9782742793198.jpgCeux qui lisent ce blog avec régularité savent que les notes de lecture y sont rares. J’ai choisi de plutôt mettre le petit extrait de texte qui donne envie, c’est tout de même l’écriture de l’auteur qui prime plutôt que les longs discours. Mais parfois, le livre est rétif, il ne se plie pas aisément à l’extraction, on se dit alors qu’un seul morceau aussi bien choisi soit-il ne suffira pas, sans doute à tort. C’est pourquoi je prends le risque d’être le énième, de rabâcher, et je me lance dans le cyclone CosmoZ, un des livres qui m’a raconté le plus de choses en cette rentrée. Un évènement à mon sens.

D’emblée je le cale près de deux autres, dont il est parfois très proche – et cependant très éloigné –, que sont le Siècle des nuages de Philippe Forest (Gallimard) et Éclairs de Jean Échenoz (Minuit). Ces trois livres, chacun à sa manière, nous parlent du siècle passé, nous donnent des points de vue, ce qui n’est pas si courant (sans jeu de mot).

D’entrée j’y ai entendu (cf. le post du 13 septembre), les Hommes creux de Thomas Stearns Eliot et, au fur et à mesure de l’avancée de ma lecture, j’ai vérifié ce son comme si j’étais l’homme en fer blanc, comme si la voix d’Eliot passait par là, que je la captais avec de plus en plus  d’ampleur. Mais c’est la voix de Claro qui résonne, qui vibrionne , qui remue, brutalise parfois, malaxe… Dès lors, pris dans le tourbillon de cette langue en mouvement qui brasse large et construit par strates, le livre s’ouvre sur Dorothy, que nous connaissons tous à priori, puis va de l’ablation d’une tumeur de la langue de Franck Baum, au XIXe siècle, à un certain jour de 1956 devant un poste de télévision CT-100 où passe le Magicien d’Oz de Victor Fleming . Car de la fiction de Baum à celle de Claro les personnages se modifient et font même des incursions dans l’Histoire, traversent le siècle, ses soubresauts, ses drames, ses horreurs.

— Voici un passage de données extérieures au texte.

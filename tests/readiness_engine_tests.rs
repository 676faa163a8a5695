//! Integration tests for the scoring core
//!
//! Exercises recovery, readiness and the hourly curve through the public
//! crate API only.

use aura::circadian::{MAX_PERFORMANCE, MIN_PERFORMANCE};
use aura::{
    build_hourly_performance, build_readiness_score, compute_recovery_status, Chronotype,
    ClockTime, DailyCheckIn, ExperienceLevel, MuscleGroup, MuscleSoreness, ReadinessState,
    SorenessLevel, TrainingGoal, UserProfile, WorkoutSplit,
};
use chrono::{DateTime, Duration, TimeZone, Utc};
use proptest::prelude::*;

fn profile(target_sleep_hours: f64) -> UserProfile {
    UserProfile {
        id: "athlete-01".to_string(),
        chronotype: Chronotype::Bear,
        experience_level: ExperienceLevel::Intermediate,
        training_goal: TrainingGoal::Strength,
        target_sleep_hours,
        workout_split: WorkoutSplit::UpperLower,
        wake_time: ClockTime::new(7, 0).unwrap(),
        timezone: "UTC".to_string(),
    }
}

fn now() -> DateTime<Utc> {
    Utc.with_ymd_and_hms(2026, 3, 1, 12, 0, 0).unwrap()
}

fn check_in(date: DateTime<Utc>, soreness: u8, muscles: MuscleSoreness) -> DailyCheckIn {
    DailyCheckIn {
        date,
        sleep_duration_hours: 7.5,
        wake_time: ClockTime::new(7, 0).unwrap(),
        stress: 0,
        yesterday_workout: String::new(),
        last_session_rpe: 7,
        subjective_soreness: soreness,
        muscle_soreness: muscles,
    }
}

fn quads_sore() -> MuscleSoreness {
    MuscleSoreness::new().with(MuscleGroup::Quads, SorenessLevel::Sore)
}

#[test]
fn test_empty_history_is_fully_recovered() {
    let status = compute_recovery_status(&[]);
    for group in MuscleGroup::ALL {
        assert_eq!(status.get(group), SorenessLevel::None);
    }
}

#[test]
fn test_flag_on_newest_entry_is_sore() {
    let history = vec![check_in(now(), 10, quads_sore())];
    let status = compute_recovery_status(&history);
    assert_eq!(status.get(MuscleGroup::Quads), SorenessLevel::Sore);
    assert_eq!(status.flagged().count(), 1);
}

#[test]
fn test_large_muscle_decay_over_days() {
    // Quads are large: 6 days to recover at soreness 10
    let flagged_at = |days: f64| now() - Duration::milliseconds((days * 86_400_000.0) as i64);

    let recovering = vec![
        check_in(now(), 0, MuscleSoreness::new()),
        check_in(flagged_at(3.5), 10, quads_sore()),
    ];
    assert_eq!(
        compute_recovery_status(&recovering).get(MuscleGroup::Quads),
        SorenessLevel::Moderate
    );

    let recovered = vec![
        check_in(now(), 0, MuscleSoreness::new()),
        check_in(flagged_at(6.5), 10, quads_sore()),
    ];
    assert_eq!(
        compute_recovery_status(&recovered).get(MuscleGroup::Quads),
        SorenessLevel::None
    );
}

#[test]
fn test_newer_flag_supersedes_older() {
    let history = vec![
        check_in(now(), 0, MuscleSoreness::new()),
        // Most recent flag, mild day: large muscle needs 2.5 + 0.35 * 1 days
        check_in(now() - Duration::days(3), 1, quads_sore()),
        // Older, brutal flag that alone would still be open
        check_in(now() - Duration::days(4), 10, quads_sore()),
    ];
    assert_eq!(
        compute_recovery_status(&history).get(MuscleGroup::Quads),
        SorenessLevel::None
    );
}

#[test]
fn test_baseline_readiness() {
    let readiness = build_readiness_score(
        &profile(7.5),
        &check_in(now(), 0, MuscleSoreness::new()),
        &[],
    );
    assert_eq!(readiness.score, 96);
    assert_eq!(readiness.state, ReadinessState::Green);
    assert_eq!(readiness.peak_window.start_hour, 6);
    assert_eq!(readiness.peak_window.end_hour, 11);
}

#[test]
fn test_readiness_wire_shape() {
    let readiness = build_readiness_score(
        &profile(7.5),
        &check_in(now(), 0, MuscleSoreness::new()),
        &[],
    );
    let json = serde_json::to_value(&readiness).unwrap();
    assert_eq!(json["state"], "green");
    assert_eq!(json["peakWindow"]["startHour"], 6);
    assert_eq!(json["hourlyPerformance"].as_array().unwrap().len(), 24);
    assert!(json["updatedAt"].is_string());
}

#[test]
fn test_check_in_wire_shape_tolerates_unknown_muscles() {
    let json = r#"{
        "date": "2026-03-01T12:00:00Z",
        "sleepDurationHours": 6.5,
        "wakeTime": "06:15",
        "stress": 3,
        "lastSessionRpe": 8,
        "subjectiveSoreness": 4,
        "muscleSoreness": { "quads": 2, "neck": 1, "lower_back": 5 }
    }"#;
    let parsed: DailyCheckIn = serde_json::from_str(json).unwrap();
    assert_eq!(parsed.muscle_soreness.get(MuscleGroup::Quads), SorenessLevel::Sore);
    assert_eq!(parsed.muscle_soreness.get(MuscleGroup::LowerBack), SorenessLevel::Sore);
    assert_eq!(parsed.muscle_soreness.flagged().count(), 2);
    assert_eq!(parsed.yesterday_workout, "");
}

#[test]
fn test_curve_bounds_at_extremes() {
    for chronotype in Chronotype::ALL {
        let curve = build_hourly_performance(ClockTime::new(5, 0).unwrap(), chronotype, 10, 0.0);
        assert_eq!(curve.len(), 24);
        assert!(curve.iter().all(|v| (MIN_PERFORMANCE..=MAX_PERFORMANCE).contains(v)));
        assert!(curve.contains(&MIN_PERFORMANCE));

        let curve = build_hourly_performance(ClockTime::new(5, 0).unwrap(), chronotype, 0, 14.0);
        assert!(curve.iter().all(|v| (MIN_PERFORMANCE..=MAX_PERFORMANCE).contains(v)));
        assert!(curve.contains(&MAX_PERFORMANCE));
    }
}

proptest! {
    #[test]
    fn test_readiness_is_deterministic_and_bounded(
        sleep in 0.0f64..14.0,
        stress in 0u8..=10,
        rpe in 0u8..=10,
        soreness in 0u8..=10,
        levels in proptest::collection::vec(0i64..=2, 13),
        prior_levels in proptest::collection::vec(0i64..=2, 0..5)
    ) {
        let muscles: MuscleSoreness = MuscleGroup::ALL
            .into_iter()
            .zip(levels.into_iter().map(SorenessLevel::from_level))
            .collect();
        let mut current = check_in(now(), soreness, muscles);
        current.sleep_duration_hours = sleep;
        current.stress = stress;
        current.last_session_rpe = rpe;

        let history: Vec<DailyCheckIn> = prior_levels
            .iter()
            .enumerate()
            .map(|(i, level)| {
                let all: MuscleSoreness = MuscleGroup::ALL
                    .into_iter()
                    .map(|g| (g, SorenessLevel::from_level(*level)))
                    .collect();
                check_in(now() - Duration::days(i as i64 + 1), 0, all)
            })
            .collect();

        let first = build_readiness_score(&profile(8.0), &current, &history);
        let second = build_readiness_score(&profile(8.0), &current, &history);
        prop_assert_eq!(first.score, second.score);
        prop_assert_eq!(first.state, second.state);
        prop_assert_eq!(first.hourly_performance, second.hourly_performance);
        prop_assert!(first.score <= 100);
        prop_assert_eq!(first.state, ReadinessState::from_score(first.score));
    }

    #[test]
    fn test_curve_always_in_range(
        hour in 0u8..24,
        minute in 0u8..60,
        chronotype_index in 0usize..4,
        stress in 0u8..=10,
        sleep in 0.0f64..24.0
    ) {
        let wake = ClockTime::new(hour, minute).unwrap();
        let curve = build_hourly_performance(wake, Chronotype::ALL[chronotype_index], stress, sleep);
        prop_assert!(curve.iter().all(|v| (MIN_PERFORMANCE..=MAX_PERFORMANCE).contains(v)));
    }
}
//! Analytics warehouse mirror
//!
//! Every stored check-in (and the profile it was scored against) is copied to
//! an analytics sink after the primary write succeeds. The copy runs off the
//! request path: failures are logged and dropped, and nothing waits on it.

use chrono::{DateTime, NaiveDate, Utc};
use serde::{Deserialize, Serialize};
use std::fs::{File, OpenOptions};
use std::io::{BufWriter, Write};
use std::path::{Path, PathBuf};
use std::sync::{Arc, Mutex};
use thiserror::Error;

use crate::database::StoredCheckIn;
use crate::models::{MuscleSoreness, UserProfile};

#[derive(Debug, Error)]
pub enum WarehouseError {
    #[error("IO error: {0}")]
    Io(#[from] std::io::Error),
    #[error("Serialization error: {0}")]
    Serialization(#[from] serde_json::Error),
    #[error("Warehouse unavailable: {0}")]
    Unavailable(String),
}

/// One row of the `DAILY_LOGS` table
#[derive(Debug, Clone, PartialEq, Serialize, Deserialize)]
#[serde(rename_all = "SCREAMING_SNAKE_CASE")]
pub struct WarehouseLogRow {
    pub user_id: String,
    pub log_date: NaiveDate,
    pub sleep_hours: f64,
    pub wake_time: String,
    pub stress: u8,
    pub last_session_rpe: u8,
    pub subjective_soreness: u8,
    pub yesterday_workout: String,
    pub muscle_soreness: MuscleSoreness,
    pub readiness_score: Option<u8>,
    pub readiness_state: Option<String>,
    pub created_at: DateTime<Utc>,
}

impl From<&StoredCheckIn> for WarehouseLogRow {
    fn from(stored: &StoredCheckIn) -> Self {
        let check_in = &stored.check_in;
        Self {
            user_id: stored.user_id.clone(),
            log_date: stored.day_key,
            sleep_hours: check_in.sleep_duration_hours,
            wake_time: check_in.wake_time.to_string(),
            stress: check_in.stress,
            last_session_rpe: check_in.last_session_rpe,
            subjective_soreness: check_in.subjective_soreness,
            yesterday_workout: check_in.yesterday_workout.clone(),
            muscle_soreness: check_in.muscle_soreness,
            readiness_score: stored.readiness_score,
            readiness_state: stored.readiness_state.map(|s| s.as_str().to_string()),
            created_at: stored.created_at,
        }
    }
}

/// One row of the `USER_PROFILES` table
#[derive(Debug, Clone, PartialEq, Serialize, Deserialize)]
#[serde(rename_all = "SCREAMING_SNAKE_CASE")]
pub struct WarehouseProfileRow {
    pub user_id: String,
    pub chronotype: String,
    pub experience_level: String,
    pub training_goal: String,
    pub workout_split: String,
    pub target_sleep_hours: f64,
    pub wake_time: String,
    pub updated_at: DateTime<Utc>,
}

impl WarehouseProfileRow {
    pub fn from_profile(profile: &UserProfile, updated_at: DateTime<Utc>) -> Self {
        Self {
            user_id: profile.id.clone(),
            chronotype: profile.chronotype.as_str().to_string(),
            experience_level: profile.experience_level.as_str().to_string(),
            training_goal: profile.training_goal.as_str().to_string(),
            workout_split: profile.workout_split.as_str().to_string(),
            target_sleep_hours: profile.target_sleep_hours,
            wake_time: profile.wake_time.to_string(),
            updated_at,
        }
    }
}

/// Destination for mirrored rows
pub trait WarehouseSink: Send + Sync {
    fn sync_log(&self, row: &WarehouseLogRow) -> Result<(), WarehouseError>;

    fn sync_profile(&self, row: &WarehouseProfileRow) -> Result<(), WarehouseError>;
}

#[derive(Serialize)]
#[serde(tag = "table")]
enum TaggedRow<'a> {
    #[serde(rename = "DAILY_LOGS")]
    Log(&'a WarehouseLogRow),
    #[serde(rename = "USER_PROFILES")]
    Profile(&'a WarehouseProfileRow),
}

/// Appends one JSON object per line, tagged with its table name
pub struct JsonLinesWarehouse {
    path: PathBuf,
    writer: Mutex<BufWriter<File>>,
}

impl JsonLinesWarehouse {
    /// Open (or create) the file for appending
    pub fn open<P: AsRef<Path>>(path: P) -> Result<Self, WarehouseError> {
        let path = path.as_ref().to_path_buf();
        if let Some(parent) = path.parent() {
            if !parent.as_os_str().is_empty() {
                std::fs::create_dir_all(parent)?;
            }
        }
        let file = OpenOptions::new().create(true).append(true).open(&path)?;
        Ok(Self {
            path,
            writer: Mutex::new(BufWriter::new(file)),
        })
    }

    pub fn path(&self) -> &Path {
        &self.path
    }

    fn append(&self, row: TaggedRow<'_>) -> Result<(), WarehouseError> {
        let line = serde_json::to_string(&row)?;
        let mut writer = self
            .writer
            .lock()
            .map_err(|_| WarehouseError::Unavailable("writer lock poisoned".to_string()))?;
        writeln!(writer, "{}", line)?;
        writer.flush()?;
        Ok(())
    }
}

impl WarehouseSink for JsonLinesWarehouse {
    fn sync_log(&self, row: &WarehouseLogRow) -> Result<(), WarehouseError> {
        self.append(TaggedRow::Log(row))
    }

    fn sync_profile(&self, row: &WarehouseProfileRow) -> Result<(), WarehouseError> {
        self.append(TaggedRow::Profile(row))
    }
}

/// Mirror rows into the sink without blocking the caller
///
/// Runs on the tokio blocking pool when called inside a runtime, otherwise on
/// a detached thread. Errors are logged at `warn` and never retried.
pub fn spawn_mirror(
    sink: Arc<dyn WarehouseSink>,
    log: WarehouseLogRow,
    profile: Option<WarehouseProfileRow>,
) {
    let task = move || {
        mirror_rows(sink.as_ref(), &log, profile.as_ref());
    };

    match tokio::runtime::Handle::try_current() {
        Ok(handle) => {
            handle.spawn_blocking(task);
        }
        Err(_) => {
            std::thread::spawn(task);
        }
    }
}

fn mirror_rows(
    sink: &dyn WarehouseSink,
    log: &WarehouseLogRow,
    profile: Option<&WarehouseProfileRow>,
) -> bool {
    let mut mirrored = true;

    if let Err(e) = sink.sync_log(log) {
        tracing::warn!(
            user_id = %log.user_id,
            day = %log.log_date,
            error = %e,
            "Warehouse log sync failed"
        );
        mirrored = false;
    }

    // Independent of the log row
    if let Some(profile) = profile {
        if let Err(e) = sink.sync_profile(profile) {
            tracing::warn!(user_id = %profile.user_id, error = %e, "Warehouse profile sync failed");
            mirrored = false;
        }
    }

    if mirrored {
        tracing::debug!(user_id = %log.user_id, day = %log.log_date, "Mirrored check-in to warehouse");
    }
    mirrored
}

La violence des tranchées, les camps, la bombe atomique nous entrainent de trou noir en trou noir vers – dans – le magma du CosmoZ et la multiplicité des approches ne rend que plus dense, plus singulière, la façon de tracer le sillon du récit comme nous le propose Claro. Guère d’équivalences me semble t’il. Tant mieux.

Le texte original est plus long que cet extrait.